PROBLEM REQUIREMENTS. For this listing, report how many lines contain the string "with", using only a number.

-- Opening Marker --

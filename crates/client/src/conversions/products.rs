//! Product conversions.

use rust_decimal::Decimal;
use rust_decimal::prelude::ToPrimitive;
use serde::Deserialize;
use serde_json::Value;
use shopfront_core::{Price, ProductId};

use super::loose::{Amount, Count, Flag, StringList, Text};
use super::{ImageRefs, nested};
use crate::types::{Product, ProductVariant};

/// Product as the server sends it.
#[derive(Debug, Deserialize)]
pub struct WireProduct {
    id: ProductId,
    #[serde(default)]
    name: Text,
    #[serde(default)]
    description: Text,
    #[serde(default)]
    product_description: Text,
    #[serde(default, rename = "productDescription")]
    product_description_camel: Text,
    #[serde(default)]
    size: Text,
    #[serde(default)]
    price: Amount,
    #[serde(default)]
    sale_price: Amount,
    #[serde(default)]
    original_price: Amount,
    #[serde(default)]
    rating: Amount,
    #[serde(default)]
    average_rating: Amount,
    #[serde(default)]
    reviews_count: Count,
    #[serde(default)]
    review_count: Count,
    #[serde(default)]
    category: Text,
    #[serde(flatten)]
    image: ImageRefs,
    #[serde(default)]
    images: StringList,
    #[serde(default)]
    before_after_image: Text,
    #[serde(default)]
    benefits: StringList,
    #[serde(default)]
    ingredients: StringList,
    #[serde(default)]
    direction: Text,
    #[serde(default)]
    options: Option<Value>,
    #[serde(default)]
    stock: Count,
    #[serde(default)]
    is_featured: Flag,
    #[serde(default)]
    sku: Text,
}

#[derive(Debug, Deserialize)]
struct WireVariant {
    #[serde(default)]
    label: Text,
    #[serde(default)]
    price: Amount,
    #[serde(default)]
    stock: Count,
    #[serde(default)]
    image: Text,
}

pub fn convert_product(product: WireProduct) -> Product {
    let list_price = product.price.or_zero();
    let price = product.sale_price.nonzero().unwrap_or(list_price);
    let original_price = product
        .original_price
        .nonzero()
        .or_else(|| product.price.nonzero())
        .unwrap_or(Decimal::ZERO);

    let rating = product
        .rating
        .nonzero()
        .or_else(|| product.average_rating.nonzero())
        .and_then(|r| r.to_f64())
        .map_or(0.0, |r| r.clamp(0.0, 5.0));

    let reviews_count = product
        .reviews_count
        .0
        .or(product.review_count.0)
        .and_then(|n| u32::try_from(n).ok())
        .unwrap_or(0);

    Product {
        name: product.name.0.unwrap_or_default(),
        description: product
            .description
            .or(product.product_description)
            .or(product.product_description_camel)
            .0,
        size: product.size.0,
        price: Price::from_amount(price),
        original_price: Price::from_amount(original_price),
        rating,
        reviews_count,
        category: product.category.0,
        image: product.image.first(),
        images: product.images.0,
        before_after_image: product.before_after_image.0,
        benefits: product.benefits.0,
        ingredients: product.ingredients.0,
        direction: product.direction.0,
        variants: product.options.map(convert_variants).unwrap_or_default(),
        stock: product.stock.0.unwrap_or(0),
        is_featured: product.is_featured.0.unwrap_or(false),
        sku: product.sku.0,
        id: product.id,
    }
}

/// Variants arrive as an array or as the JSON text of one.
fn convert_variants(options: Value) -> Vec<ProductVariant> {
    let items = match options {
        Value::Array(items) => items,
        text @ Value::String(_) => nested::<Vec<Value>>(text).unwrap_or_default(),
        _ => Vec::new(),
    };

    items
        .into_iter()
        .filter_map(|item| serde_json::from_value::<WireVariant>(item).ok())
        .filter_map(|variant| {
            Some(ProductVariant {
                label: variant.label.0?,
                price: Price::from_amount(variant.price.or_zero()),
                stock: variant.stock.0,
                image: variant.image.0,
            })
        })
        .collect()
}
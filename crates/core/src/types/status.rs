//! Status enums for orders and users.

use serde::{Deserialize, Serialize};

/// Error returned when a status string is not recognized.
#[derive(Debug, Clone, PartialEq, Eq, thiserror::Error)]
#[error("invalid {kind}: {value}")]
pub struct StatusParseError {
    kind: &'static str,
    value: String,
}

impl StatusParseError {
    fn new(kind: &'static str, value: &str) -> Self {
        Self {
            kind,
            value: value.to_owned(),
        }
    }
}

/// Collapse case and separators so "Out for delivery", "out-for-delivery" and
/// "OUT_FOR_DELIVERY" all compare equal.
fn normalize_token(s: &str) -> String {
    s.trim()
        .chars()
        .map(|c| match c {
            ' ' | '-' => '_',
            other => other.to_ascii_lowercase(),
        })
        .collect()
}

/// Order payment status.
#[derive(Debug, Clone, Copy, PartialEq, Eq, Hash, Serialize, Deserialize, Default)]
#[serde(rename_all = "snake_case")]
pub enum PaymentStatus {
    #[default]
    Pending,
    Paid,
    Failed,
}

impl PaymentStatus {
    /// Wire value for the status.
    #[must_use]
    pub const fn as_str(&self) -> &'static str {
        match self {
            Self::Pending => "pending",
            Self::Paid => "paid",
            Self::Failed => "failed",
        }
    }

    /// Parse any casing of a known status, falling back to `Pending`.
    #[must_use]
    pub fn parse_lenient(s: &str) -> Self {
        s.parse().unwrap_or_default()
    }
}

impl std::fmt::Display for PaymentStatus {
    fn fmt(&self, f: &mut std::fmt::Formatter<'_>) -> std::fmt::Result {
        f.write_str(self.as_str())
    }
}

impl std::str::FromStr for PaymentStatus {
    type Err = StatusParseError;

    fn from_str(s: &str) -> Result<Self, Self::Err> {
        match normalize_token(s).as_str() {
            "pending" => Ok(Self::Pending),
            "paid" => Ok(Self::Paid),
            "failed" => Ok(Self::Failed),
            _ => Err(StatusParseError::new("payment status", s)),
        }
    }
}

/// Order delivery status.
///
/// The first five variants form the customer-facing tracking timeline, in
/// order. `Cancelled` sits outside the timeline.
#[derive(Debug, Clone, Copy, PartialEq, Eq, Hash, Serialize, Deserialize, Default)]
#[serde(rename_all = "snake_case")]
pub enum DeliveryStatus {
    #[default]
    Pending,
    Processing,
    Shipped,
    OutForDelivery,
    Delivered,
    Cancelled,
}

impl DeliveryStatus {
    /// The tracking timeline, in display order.
    pub const TRACKING_STEPS: [Self; 5] = [
        Self::Pending,
        Self::Processing,
        Self::Shipped,
        Self::OutForDelivery,
        Self::Delivered,
    ];

    /// Wire value for the status.
    #[must_use]
    pub const fn as_str(&self) -> &'static str {
        match self {
            Self::Pending => "pending",
            Self::Processing => "processing",
            Self::Shipped => "shipped",
            Self::OutForDelivery => "out_for_delivery",
            Self::Delivered => "delivered",
            Self::Cancelled => "cancelled",
        }
    }

    /// Customer-facing label for the tracking timeline.
    #[must_use]
    pub const fn label(&self) -> &'static str {
        match self {
            Self::Pending => "Ordered",
            Self::Processing => "Order Ready",
            Self::Shipped => "Shipped",
            Self::OutForDelivery => "Out for Delivery",
            Self::Delivered => "Delivered",
            Self::Cancelled => "Cancelled",
        }
    }

    /// Zero-based position on the tracking timeline.
    ///
    /// Statuses that are not on the timeline (`Cancelled`) report step 0.
    #[must_use]
    pub fn tracking_step(&self) -> usize {
        Self::TRACKING_STEPS
            .iter()
            .position(|step| step == self)
            .unwrap_or(0)
    }

    /// Whether the order can still change state.
    #[must_use]
    pub const fn is_terminal(&self) -> bool {
        matches!(self, Self::Delivered | Self::Cancelled)
    }

    /// Parse any casing or separator style of a known status, falling back to `Pending`.
    #[must_use]
    pub fn parse_lenient(s: &str) -> Self {
        s.parse().unwrap_or_default()
    }
}

impl std::fmt::Display for DeliveryStatus {
    fn fmt(&self, f: &mut std::fmt::Formatter<'_>) -> std::fmt::Result {
        f.write_str(self.as_str())
    }
}

impl std::str::FromStr for DeliveryStatus {
    type Err = StatusParseError;

    fn from_str(s: &str) -> Result<Self, Self::Err> {
        match normalize_token(s).as_str() {
            "pending" => Ok(Self::Pending),
            "processing" => Ok(Self::Processing),
            "shipped" => Ok(Self::Shipped),
            "out_for_delivery" => Ok(Self::OutForDelivery),
            "delivered" => Ok(Self::Delivered),
            "cancelled" | "canceled" => Ok(Self::Cancelled),
            _ => Err(StatusParseError::new("delivery status", s)),
        }
    }
}

/// Account role.
#[derive(Debug, Clone, Copy, PartialEq, Eq, Hash, Serialize, Deserialize, Default)]
#[serde(rename_all = "snake_case")]
pub enum UserRole {
    /// Storefront shopper.
    #[default]
    Customer,
    /// Back-office user with access to the admin endpoints.
    Admin,
}

impl UserRole {
    /// Whether the role may call admin-only endpoints.
    #[must_use]
    pub const fn is_admin(&self) -> bool {
        matches!(self, Self::Admin)
    }
}

impl std::fmt::Display for UserRole {
    fn fmt(&self, f: &mut std::fmt::Formatter<'_>) -> std::fmt::Result {
        match self {
            Self::Customer => write!(f, "customer"),
            Self::Admin => write!(f, "admin"),
        }
    }
}

impl std::str::FromStr for UserRole {
    type Err = StatusParseError;

    fn from_str(s: &str) -> Result<Self, Self::Err> {
        match normalize_token(s).as_str() {
            "customer" | "user" => Ok(Self::Customer),
            "admin" | "super_admin" => Ok(Self::Admin),
            _ => Err(StatusParseError::new("user role", s)),
        }
    }
}
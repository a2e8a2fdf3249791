//! Wishlist, contact, payment, settings and static page types.

use chrono::{DateTime, Utc};
use rust_decimal::Decimal;
use serde::{Deserialize, Serialize};
use shopfront_core::{ContactMessageId, PageId, ProductId, WishlistItemId};

use super::product::Product;

/// Body of message-only responses such as deletes.
#[derive(Debug, Clone, Default, PartialEq, Eq, Serialize, Deserialize)]
pub struct ApiMessage {
    #[serde(default)]
    pub message: String,
}

// =============================================================================
// Wishlist
// =============================================================================

/// An entry in the customer's wishlist.
#[derive(Debug, Clone, PartialEq, Serialize, Deserialize)]
pub struct WishlistItem {
    pub id: Option<WishlistItemId>,
    pub product_id: ProductId,
    /// The product, when the listing embeds it.
    pub product: Option<Product>,
}

// =============================================================================
// Contact
// =============================================================================

/// A message from the contact form.
#[derive(Debug, Clone, PartialEq, Eq, Serialize)]
pub struct ContactForm {
    pub name: String,
    pub email: String,
    pub message: String,
}

/// A contact message as seen by admins.
#[derive(Debug, Clone, PartialEq, Eq, Serialize, Deserialize)]
pub struct ContactMessage {
    pub id: ContactMessageId,
    pub name: String,
    pub email: String,
    pub message: String,
    pub is_read: bool,
    pub created_at: Option<DateTime<Utc>>,
    pub updated_at: Option<DateTime<Utc>>,
}

// =============================================================================
// Payment
// =============================================================================

/// A payment gateway order, created before checkout.
#[derive(Debug, Clone, PartialEq, Eq, Serialize, Deserialize)]
pub struct PaymentOrder {
    pub id: String,
    /// Amount in minor units (paise), as the gateway reports it.
    pub amount: i64,
    pub currency: String,
}

/// Gateway callback values to verify.
#[derive(Debug, Clone, PartialEq, Eq, Serialize)]
pub struct PaymentVerification {
    pub razorpay_order_id: String,
    pub razorpay_payment_id: String,
    pub razorpay_signature: String,
}

/// Outcome of a payment verification.
#[derive(Debug, Clone, PartialEq, Eq, Serialize, Deserialize)]
pub struct PaymentVerificationResult {
    #[serde(default)]
    pub status: String,
    #[serde(default)]
    pub message: String,
}

impl PaymentVerificationResult {
    /// Whether the gateway signature checked out.
    #[must_use]
    pub fn is_success(&self) -> bool {
        matches!(
            self.status.to_ascii_lowercase().as_str(),
            "success" | "ok" | "verified" | "paid"
        )
    }
}

#[derive(Debug, Serialize)]
pub(crate) struct PaymentOrderRequest {
    #[serde(with = "rust_decimal::serde::float")]
    pub amount: Decimal,
}

// =============================================================================
// Settings and pages
// =============================================================================

/// Social profile links shown in the footer.
#[derive(Debug, Clone, Default, PartialEq, Eq, Serialize, Deserialize)]
pub struct SocialLinks {
    #[serde(default, skip_serializing_if = "Option::is_none")]
    pub facebook: Option<String>,
    #[serde(default, skip_serializing_if = "Option::is_none")]
    pub instagram: Option<String>,
    #[serde(default, skip_serializing_if = "Option::is_none")]
    pub twitter: Option<String>,
    #[serde(default, skip_serializing_if = "Option::is_none")]
    pub youtube: Option<String>,
}

/// A key/value site setting.
#[derive(Debug, Clone, PartialEq, Eq, Serialize, Deserialize)]
pub struct Setting<T> {
    pub key: String,
    pub value: T,
}

/// An editable static page such as "about" or "privacy-policy".
#[derive(Debug, Clone, PartialEq, Eq, Serialize, Deserialize)]
pub struct PageContent {
    pub id: Option<PageId>,
    pub slug: String,
    pub title: String,
    pub content: String,
    pub updated_at: Option<DateTime<Utc>>,
}

#[derive(Debug, Serialize)]
pub(crate) struct PageUpdate<'a> {
    pub title: &'a str,
    pub content: &'a str,
}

-- Closing Marker --

TASK OUTPUT. 2